* **Exercise goal**:
Search the entries below for the word "enum", then copy each line in which it is found.

(Records from a data collection)
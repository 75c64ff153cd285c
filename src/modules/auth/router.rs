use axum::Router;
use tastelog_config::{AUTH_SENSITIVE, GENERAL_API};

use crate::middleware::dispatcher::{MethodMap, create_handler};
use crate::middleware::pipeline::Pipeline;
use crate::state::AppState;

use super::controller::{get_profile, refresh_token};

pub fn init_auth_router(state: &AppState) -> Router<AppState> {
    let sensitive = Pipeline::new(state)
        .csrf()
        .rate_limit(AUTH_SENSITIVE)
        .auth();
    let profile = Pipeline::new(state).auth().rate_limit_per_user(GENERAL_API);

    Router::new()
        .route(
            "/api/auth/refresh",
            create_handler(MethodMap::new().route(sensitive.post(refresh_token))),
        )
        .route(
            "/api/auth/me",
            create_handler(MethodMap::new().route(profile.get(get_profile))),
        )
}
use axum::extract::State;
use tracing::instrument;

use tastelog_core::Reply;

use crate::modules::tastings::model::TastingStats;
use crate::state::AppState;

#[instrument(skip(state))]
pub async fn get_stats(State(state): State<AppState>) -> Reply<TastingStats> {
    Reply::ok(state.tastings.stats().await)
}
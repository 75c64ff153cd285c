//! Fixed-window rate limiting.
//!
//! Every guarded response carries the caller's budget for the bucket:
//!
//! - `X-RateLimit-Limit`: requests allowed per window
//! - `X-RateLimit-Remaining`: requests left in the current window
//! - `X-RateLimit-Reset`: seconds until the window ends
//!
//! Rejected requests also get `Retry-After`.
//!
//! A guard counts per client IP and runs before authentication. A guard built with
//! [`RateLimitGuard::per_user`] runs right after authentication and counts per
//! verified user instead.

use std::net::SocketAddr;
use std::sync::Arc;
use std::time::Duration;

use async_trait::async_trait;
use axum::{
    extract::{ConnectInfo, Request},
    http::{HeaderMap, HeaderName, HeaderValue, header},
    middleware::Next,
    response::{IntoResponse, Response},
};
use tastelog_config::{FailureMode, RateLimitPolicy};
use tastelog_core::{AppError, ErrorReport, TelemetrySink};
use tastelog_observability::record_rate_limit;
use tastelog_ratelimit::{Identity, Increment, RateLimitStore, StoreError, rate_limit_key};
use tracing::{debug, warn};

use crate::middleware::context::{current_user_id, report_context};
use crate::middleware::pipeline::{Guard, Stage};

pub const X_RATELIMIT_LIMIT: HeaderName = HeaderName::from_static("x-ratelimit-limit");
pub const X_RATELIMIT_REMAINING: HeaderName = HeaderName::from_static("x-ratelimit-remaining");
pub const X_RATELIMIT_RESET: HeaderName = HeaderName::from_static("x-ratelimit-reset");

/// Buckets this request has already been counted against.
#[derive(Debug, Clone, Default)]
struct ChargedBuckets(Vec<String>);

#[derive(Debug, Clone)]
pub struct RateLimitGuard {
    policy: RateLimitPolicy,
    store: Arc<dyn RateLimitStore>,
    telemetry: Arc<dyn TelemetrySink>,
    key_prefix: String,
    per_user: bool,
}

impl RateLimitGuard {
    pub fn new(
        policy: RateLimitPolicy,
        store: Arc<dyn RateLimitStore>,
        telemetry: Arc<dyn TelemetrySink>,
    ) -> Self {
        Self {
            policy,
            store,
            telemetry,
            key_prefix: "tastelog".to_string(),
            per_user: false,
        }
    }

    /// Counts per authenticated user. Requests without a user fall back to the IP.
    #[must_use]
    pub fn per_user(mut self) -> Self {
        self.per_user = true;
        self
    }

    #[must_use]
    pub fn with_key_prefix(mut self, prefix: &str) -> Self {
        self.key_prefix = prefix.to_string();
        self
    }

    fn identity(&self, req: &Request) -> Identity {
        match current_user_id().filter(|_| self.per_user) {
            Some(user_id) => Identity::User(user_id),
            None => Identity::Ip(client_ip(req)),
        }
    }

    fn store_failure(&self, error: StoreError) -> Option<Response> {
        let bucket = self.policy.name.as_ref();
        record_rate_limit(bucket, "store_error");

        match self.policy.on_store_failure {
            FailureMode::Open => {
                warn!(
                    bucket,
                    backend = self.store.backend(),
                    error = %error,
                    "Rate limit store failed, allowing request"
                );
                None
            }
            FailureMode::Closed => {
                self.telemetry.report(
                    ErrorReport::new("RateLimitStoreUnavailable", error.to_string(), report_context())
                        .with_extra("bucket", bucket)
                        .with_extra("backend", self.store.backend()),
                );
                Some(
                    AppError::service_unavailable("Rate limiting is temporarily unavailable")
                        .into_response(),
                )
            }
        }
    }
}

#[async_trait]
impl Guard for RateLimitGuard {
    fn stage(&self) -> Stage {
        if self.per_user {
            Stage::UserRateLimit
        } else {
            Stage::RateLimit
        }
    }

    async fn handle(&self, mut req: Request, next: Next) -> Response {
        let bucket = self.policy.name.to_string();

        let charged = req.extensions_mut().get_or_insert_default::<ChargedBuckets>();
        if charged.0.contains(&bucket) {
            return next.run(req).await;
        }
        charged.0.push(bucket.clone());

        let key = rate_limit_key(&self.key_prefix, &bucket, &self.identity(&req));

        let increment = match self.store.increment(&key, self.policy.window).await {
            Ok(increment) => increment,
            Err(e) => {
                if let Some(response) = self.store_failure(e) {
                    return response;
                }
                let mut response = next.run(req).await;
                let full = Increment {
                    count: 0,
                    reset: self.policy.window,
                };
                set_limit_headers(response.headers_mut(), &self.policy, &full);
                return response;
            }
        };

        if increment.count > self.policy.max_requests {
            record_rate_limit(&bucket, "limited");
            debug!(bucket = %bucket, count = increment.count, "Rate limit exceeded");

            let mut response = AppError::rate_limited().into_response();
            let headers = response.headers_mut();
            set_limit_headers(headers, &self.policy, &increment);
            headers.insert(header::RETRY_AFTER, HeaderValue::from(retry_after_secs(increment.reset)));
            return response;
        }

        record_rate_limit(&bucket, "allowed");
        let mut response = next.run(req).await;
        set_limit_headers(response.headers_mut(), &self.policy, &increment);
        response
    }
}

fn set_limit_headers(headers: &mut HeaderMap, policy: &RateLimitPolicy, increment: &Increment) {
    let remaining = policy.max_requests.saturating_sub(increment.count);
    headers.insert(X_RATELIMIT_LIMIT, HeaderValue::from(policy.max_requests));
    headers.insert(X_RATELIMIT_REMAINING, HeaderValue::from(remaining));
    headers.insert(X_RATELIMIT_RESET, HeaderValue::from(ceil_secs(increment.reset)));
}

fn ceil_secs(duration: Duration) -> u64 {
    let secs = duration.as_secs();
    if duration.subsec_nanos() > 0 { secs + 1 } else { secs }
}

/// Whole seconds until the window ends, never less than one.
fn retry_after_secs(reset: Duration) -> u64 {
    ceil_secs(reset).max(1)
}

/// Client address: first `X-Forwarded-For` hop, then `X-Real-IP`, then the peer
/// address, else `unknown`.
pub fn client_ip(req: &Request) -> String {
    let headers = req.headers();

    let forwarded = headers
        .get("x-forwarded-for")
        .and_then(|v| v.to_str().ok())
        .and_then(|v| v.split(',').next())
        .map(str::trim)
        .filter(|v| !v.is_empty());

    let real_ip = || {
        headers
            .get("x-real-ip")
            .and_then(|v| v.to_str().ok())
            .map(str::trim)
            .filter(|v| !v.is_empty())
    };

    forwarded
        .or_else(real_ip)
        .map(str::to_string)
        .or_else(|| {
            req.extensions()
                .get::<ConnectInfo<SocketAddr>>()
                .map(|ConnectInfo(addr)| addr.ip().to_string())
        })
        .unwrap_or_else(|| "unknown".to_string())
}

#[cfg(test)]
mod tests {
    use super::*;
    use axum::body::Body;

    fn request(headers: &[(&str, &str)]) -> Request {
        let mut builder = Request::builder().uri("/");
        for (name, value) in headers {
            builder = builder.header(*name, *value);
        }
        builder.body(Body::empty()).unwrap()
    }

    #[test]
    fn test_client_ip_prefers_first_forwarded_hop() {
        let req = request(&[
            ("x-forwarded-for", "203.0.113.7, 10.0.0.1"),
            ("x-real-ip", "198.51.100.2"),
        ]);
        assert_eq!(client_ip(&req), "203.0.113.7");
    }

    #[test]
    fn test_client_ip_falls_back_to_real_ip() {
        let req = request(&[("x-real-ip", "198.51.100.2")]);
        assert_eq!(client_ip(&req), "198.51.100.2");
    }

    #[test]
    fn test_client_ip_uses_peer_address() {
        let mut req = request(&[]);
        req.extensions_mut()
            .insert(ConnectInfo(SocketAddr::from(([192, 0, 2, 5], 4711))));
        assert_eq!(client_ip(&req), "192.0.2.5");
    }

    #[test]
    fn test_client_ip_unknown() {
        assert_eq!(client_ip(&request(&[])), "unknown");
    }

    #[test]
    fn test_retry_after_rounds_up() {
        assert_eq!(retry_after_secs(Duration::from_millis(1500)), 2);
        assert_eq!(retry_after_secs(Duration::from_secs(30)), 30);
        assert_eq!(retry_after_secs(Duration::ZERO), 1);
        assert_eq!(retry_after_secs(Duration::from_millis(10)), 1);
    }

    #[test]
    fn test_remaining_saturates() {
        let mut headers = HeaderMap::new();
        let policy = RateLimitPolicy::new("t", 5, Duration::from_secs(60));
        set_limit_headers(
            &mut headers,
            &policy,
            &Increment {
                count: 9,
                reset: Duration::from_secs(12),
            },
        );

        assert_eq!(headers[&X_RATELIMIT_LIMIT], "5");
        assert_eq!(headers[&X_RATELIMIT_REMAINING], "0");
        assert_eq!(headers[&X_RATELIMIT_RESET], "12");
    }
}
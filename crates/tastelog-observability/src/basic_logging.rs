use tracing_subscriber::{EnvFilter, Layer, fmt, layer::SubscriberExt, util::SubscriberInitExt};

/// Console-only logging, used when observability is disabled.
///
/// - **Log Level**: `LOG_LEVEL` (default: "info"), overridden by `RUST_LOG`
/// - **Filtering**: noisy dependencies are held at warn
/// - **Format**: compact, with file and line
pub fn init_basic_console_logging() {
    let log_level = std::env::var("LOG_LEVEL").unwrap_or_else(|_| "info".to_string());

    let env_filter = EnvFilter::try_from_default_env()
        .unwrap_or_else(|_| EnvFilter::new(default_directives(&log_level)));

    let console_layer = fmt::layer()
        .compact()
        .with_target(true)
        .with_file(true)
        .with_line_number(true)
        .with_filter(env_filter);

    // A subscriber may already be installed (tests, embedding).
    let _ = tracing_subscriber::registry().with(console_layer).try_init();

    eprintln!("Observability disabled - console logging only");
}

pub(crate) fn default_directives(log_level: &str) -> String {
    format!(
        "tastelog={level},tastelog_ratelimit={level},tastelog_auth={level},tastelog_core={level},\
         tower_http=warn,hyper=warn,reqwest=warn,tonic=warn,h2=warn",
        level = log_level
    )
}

* * *

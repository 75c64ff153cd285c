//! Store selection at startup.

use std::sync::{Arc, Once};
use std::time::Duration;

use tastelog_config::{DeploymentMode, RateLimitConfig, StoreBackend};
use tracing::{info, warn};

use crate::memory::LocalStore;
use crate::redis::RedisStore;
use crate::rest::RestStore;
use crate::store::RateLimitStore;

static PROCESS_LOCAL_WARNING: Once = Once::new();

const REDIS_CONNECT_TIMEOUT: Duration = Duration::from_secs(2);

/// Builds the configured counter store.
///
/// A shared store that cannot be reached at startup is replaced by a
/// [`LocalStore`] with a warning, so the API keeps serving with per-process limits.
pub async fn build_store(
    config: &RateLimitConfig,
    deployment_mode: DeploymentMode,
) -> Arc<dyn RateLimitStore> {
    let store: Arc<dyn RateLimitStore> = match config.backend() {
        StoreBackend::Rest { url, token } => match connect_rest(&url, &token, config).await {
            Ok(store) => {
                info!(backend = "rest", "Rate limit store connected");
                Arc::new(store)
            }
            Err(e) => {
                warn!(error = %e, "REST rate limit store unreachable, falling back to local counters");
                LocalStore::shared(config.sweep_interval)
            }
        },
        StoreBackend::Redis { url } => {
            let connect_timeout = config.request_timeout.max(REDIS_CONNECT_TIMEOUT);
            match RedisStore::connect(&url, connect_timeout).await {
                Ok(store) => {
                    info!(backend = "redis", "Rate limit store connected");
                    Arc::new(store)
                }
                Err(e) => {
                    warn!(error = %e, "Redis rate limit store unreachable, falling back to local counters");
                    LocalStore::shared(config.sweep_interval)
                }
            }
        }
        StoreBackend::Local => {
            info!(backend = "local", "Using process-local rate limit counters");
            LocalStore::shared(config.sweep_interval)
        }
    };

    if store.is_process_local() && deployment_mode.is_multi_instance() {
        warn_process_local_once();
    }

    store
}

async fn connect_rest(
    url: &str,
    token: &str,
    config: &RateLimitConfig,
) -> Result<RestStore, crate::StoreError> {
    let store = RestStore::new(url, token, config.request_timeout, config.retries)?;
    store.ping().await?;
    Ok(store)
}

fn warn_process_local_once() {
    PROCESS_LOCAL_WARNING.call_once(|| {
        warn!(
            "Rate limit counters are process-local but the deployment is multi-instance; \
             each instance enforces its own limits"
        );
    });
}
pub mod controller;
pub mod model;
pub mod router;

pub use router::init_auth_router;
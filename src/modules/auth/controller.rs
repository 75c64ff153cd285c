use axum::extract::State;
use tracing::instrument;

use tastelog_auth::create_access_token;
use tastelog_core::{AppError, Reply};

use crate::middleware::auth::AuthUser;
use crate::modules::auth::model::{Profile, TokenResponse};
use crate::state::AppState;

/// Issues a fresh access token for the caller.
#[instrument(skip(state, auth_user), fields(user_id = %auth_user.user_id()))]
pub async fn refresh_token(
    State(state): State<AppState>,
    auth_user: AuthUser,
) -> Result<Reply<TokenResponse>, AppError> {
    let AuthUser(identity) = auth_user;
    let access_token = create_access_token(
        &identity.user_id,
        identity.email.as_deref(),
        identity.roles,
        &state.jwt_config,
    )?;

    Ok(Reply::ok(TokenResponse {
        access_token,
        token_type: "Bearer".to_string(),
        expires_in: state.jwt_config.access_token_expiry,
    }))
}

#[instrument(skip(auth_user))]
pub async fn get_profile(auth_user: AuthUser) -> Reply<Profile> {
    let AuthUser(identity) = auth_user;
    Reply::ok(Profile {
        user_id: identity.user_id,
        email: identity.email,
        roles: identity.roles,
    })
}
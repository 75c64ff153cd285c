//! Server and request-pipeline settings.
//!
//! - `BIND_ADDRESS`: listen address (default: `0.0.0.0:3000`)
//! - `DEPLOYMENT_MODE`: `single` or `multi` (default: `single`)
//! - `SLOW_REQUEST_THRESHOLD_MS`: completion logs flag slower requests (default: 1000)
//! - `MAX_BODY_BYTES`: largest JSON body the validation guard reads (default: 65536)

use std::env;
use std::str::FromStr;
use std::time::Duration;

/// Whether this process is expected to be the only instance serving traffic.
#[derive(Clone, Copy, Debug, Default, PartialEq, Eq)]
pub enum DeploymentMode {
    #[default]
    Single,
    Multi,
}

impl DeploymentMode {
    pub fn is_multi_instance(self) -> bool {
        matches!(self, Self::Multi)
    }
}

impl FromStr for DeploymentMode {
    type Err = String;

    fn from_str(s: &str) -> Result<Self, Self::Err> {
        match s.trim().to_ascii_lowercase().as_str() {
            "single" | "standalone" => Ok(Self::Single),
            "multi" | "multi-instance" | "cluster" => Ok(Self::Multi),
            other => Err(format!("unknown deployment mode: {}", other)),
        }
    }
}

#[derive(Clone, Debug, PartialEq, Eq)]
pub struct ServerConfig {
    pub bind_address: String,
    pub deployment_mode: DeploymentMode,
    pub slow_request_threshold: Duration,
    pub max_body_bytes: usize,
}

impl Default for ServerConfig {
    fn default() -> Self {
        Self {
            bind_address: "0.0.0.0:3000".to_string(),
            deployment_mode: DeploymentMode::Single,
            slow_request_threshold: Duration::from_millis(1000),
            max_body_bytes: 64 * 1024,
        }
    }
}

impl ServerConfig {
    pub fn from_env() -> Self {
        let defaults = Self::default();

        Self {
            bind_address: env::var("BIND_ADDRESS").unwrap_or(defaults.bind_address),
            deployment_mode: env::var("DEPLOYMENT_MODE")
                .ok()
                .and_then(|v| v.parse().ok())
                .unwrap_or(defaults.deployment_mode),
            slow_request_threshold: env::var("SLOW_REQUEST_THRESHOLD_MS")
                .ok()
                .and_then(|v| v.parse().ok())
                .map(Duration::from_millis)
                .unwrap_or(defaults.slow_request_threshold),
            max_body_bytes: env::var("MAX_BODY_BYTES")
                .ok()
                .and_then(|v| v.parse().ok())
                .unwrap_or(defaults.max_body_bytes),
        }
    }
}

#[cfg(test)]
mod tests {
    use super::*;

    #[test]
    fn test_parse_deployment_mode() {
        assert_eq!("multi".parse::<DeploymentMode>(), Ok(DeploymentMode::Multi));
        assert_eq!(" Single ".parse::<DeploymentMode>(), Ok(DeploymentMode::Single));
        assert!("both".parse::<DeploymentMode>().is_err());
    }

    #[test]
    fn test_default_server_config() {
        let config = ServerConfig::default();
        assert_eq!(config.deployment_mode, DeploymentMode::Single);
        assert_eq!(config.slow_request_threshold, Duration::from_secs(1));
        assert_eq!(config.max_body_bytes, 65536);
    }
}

...

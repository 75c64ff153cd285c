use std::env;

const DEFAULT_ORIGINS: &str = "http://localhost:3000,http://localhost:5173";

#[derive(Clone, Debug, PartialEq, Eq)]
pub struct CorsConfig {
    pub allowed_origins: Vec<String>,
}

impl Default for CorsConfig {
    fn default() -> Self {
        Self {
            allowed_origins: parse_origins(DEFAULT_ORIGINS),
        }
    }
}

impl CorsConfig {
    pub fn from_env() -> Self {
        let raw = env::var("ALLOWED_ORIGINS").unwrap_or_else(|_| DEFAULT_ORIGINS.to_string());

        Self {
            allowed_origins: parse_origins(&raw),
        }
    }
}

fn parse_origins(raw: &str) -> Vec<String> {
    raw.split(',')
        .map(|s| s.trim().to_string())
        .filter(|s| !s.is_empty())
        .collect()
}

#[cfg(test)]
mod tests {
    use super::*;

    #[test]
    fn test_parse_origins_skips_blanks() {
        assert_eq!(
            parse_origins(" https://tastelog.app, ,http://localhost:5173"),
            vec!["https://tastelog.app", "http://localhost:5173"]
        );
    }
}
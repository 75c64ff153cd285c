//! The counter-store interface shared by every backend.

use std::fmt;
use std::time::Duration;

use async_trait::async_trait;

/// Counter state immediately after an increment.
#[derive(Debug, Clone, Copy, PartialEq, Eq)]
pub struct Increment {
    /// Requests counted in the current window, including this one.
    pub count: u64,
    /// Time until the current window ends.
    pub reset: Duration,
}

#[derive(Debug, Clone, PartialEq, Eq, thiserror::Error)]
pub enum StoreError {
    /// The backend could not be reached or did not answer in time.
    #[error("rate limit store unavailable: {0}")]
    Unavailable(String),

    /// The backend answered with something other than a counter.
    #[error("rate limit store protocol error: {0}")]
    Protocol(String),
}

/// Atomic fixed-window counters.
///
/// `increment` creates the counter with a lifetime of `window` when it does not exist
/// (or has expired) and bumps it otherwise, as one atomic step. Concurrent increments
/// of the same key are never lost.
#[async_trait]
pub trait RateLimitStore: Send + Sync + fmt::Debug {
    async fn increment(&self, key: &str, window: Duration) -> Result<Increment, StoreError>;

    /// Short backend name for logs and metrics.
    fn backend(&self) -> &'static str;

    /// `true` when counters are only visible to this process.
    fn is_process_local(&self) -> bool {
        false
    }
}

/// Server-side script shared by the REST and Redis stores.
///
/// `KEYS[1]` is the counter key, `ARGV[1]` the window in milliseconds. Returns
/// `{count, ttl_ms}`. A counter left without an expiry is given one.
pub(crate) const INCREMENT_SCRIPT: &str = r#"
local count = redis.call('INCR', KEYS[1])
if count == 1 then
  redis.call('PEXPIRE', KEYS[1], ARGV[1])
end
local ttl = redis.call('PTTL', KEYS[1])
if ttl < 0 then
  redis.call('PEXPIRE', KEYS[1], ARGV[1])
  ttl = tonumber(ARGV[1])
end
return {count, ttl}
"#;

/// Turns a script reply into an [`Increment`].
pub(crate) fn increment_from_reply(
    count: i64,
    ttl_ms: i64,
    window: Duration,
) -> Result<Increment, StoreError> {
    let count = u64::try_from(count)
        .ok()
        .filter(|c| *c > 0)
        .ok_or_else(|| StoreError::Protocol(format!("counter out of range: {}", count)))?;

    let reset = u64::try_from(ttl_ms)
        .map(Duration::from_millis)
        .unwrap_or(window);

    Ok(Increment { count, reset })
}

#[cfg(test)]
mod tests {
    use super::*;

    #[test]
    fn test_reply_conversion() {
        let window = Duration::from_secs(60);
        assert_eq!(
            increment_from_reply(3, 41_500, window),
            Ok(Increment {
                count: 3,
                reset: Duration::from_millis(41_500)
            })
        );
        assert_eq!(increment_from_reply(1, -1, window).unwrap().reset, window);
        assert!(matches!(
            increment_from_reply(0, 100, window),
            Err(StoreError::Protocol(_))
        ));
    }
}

* **Response**:
pub enum DeploymentMode {
pub enum StoreError {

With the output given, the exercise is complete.